#### [Given entries]
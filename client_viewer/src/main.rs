use std::fs;

use console_cmd::ConsoleCmd;
use console_input::console_input_thread;
use token_art::{
    server_connection::spawn_server_connection_process, server_viewer_msg::ServerViewerMsg,
    viewer_server_msg::ViewerServerMsg,
};

mod console_cmd;
mod console_input;

#[tokio::main]
async fn main() {
    let (server_to_main, mut main_from_server) = tokio::sync::mpsc::channel(100);
    let to_server = spawn_server_connection_process(server_to_main);
    let mut console_receiver = console_input_thread();

    // Path of the save command whose reply has not arrived yet.
    let mut pending_save: Option<String> = None;

    loop {
        tokio::select! {
            console_str = console_receiver.recv() => {
                let Some(console_str) = console_str else { break };
                match ConsoleCmd::parse(console_str.trim()) {
                    Ok(cmd) => match cmd {
                        ConsoleCmd::Save(path) => {
                            pending_save = Some(path);
                            send_art_request(&to_server).await;
                        }
                        ConsoleCmd::Show => {
                            pending_save = None;
                            send_art_request(&to_server).await;
                        }
                        ConsoleCmd::Quit => {
                            let mut output_buffer = Vec::new();
                            ViewerServerMsg::Disconnect.pack(&mut output_buffer);
                            let _ = to_server.send(output_buffer).await;
                            break;
                        }
                    },
                    Err(err) => println!("err: {err}"),
                }
            }
            frame = main_from_server.recv() => {
                let Some(frame) = frame else { break };
                let msg = match ServerViewerMsg::decode(&frame) {
                    Ok(msg) => msg,
                    Err(e) => {
                        println!("error while decoding msg: {e}");
                        continue;
                    }
                };
                match msg {
                    ServerViewerMsg::AssignSessionId(session_id) => {
                        println!("connected with session id {session_id}");
                    }
                    ServerViewerMsg::TokenArt { token_id, svg } => {
                        match pending_save.take() {
                            Some(path) => println!("{}", save_art(&path, token_id, &svg)),
                            None => println!("{svg}"),
                        }
                    }
                }
            }
        }
    }
}

async fn send_art_request(to_server: &tokio::sync::mpsc::Sender<Vec<u8>>) {
    let mut output_buffer = Vec::new();
    ViewerServerMsg::RequestTokenArt(0).pack(&mut output_buffer);
    match to_server.send(output_buffer).await {
        Ok(_) => {}
        Err(e) => println!("error while sending to connection process: {e}"),
    }
}

/// Persists the art verbatim and reports the outcome as a console line; a
/// bad path must not take the client down.
fn save_art(path: &str, token_id: u32, svg: &str) -> String {
    match fs::write(path, svg) {
        Ok(_) => format!("saved art of token {token_id} to {path}"),
        Err(e) => format!("error while saving to {path}: {e}"),
    }
}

#### [Goal of the exercise]
Go through the data above and return each line containing the string "println".

#### [Task result]
                    Err(err) => println!("err: {err}"),
                        println!("error while decoding msg: {e}");
                        println!("connected with session id {session_id}");
                            Some(path) => println!("{}", save_art(&path, token_id, &svg)),
                            None => println!("{svg}"),
        Err(e) => println!("error while sending to connection process: {e}"),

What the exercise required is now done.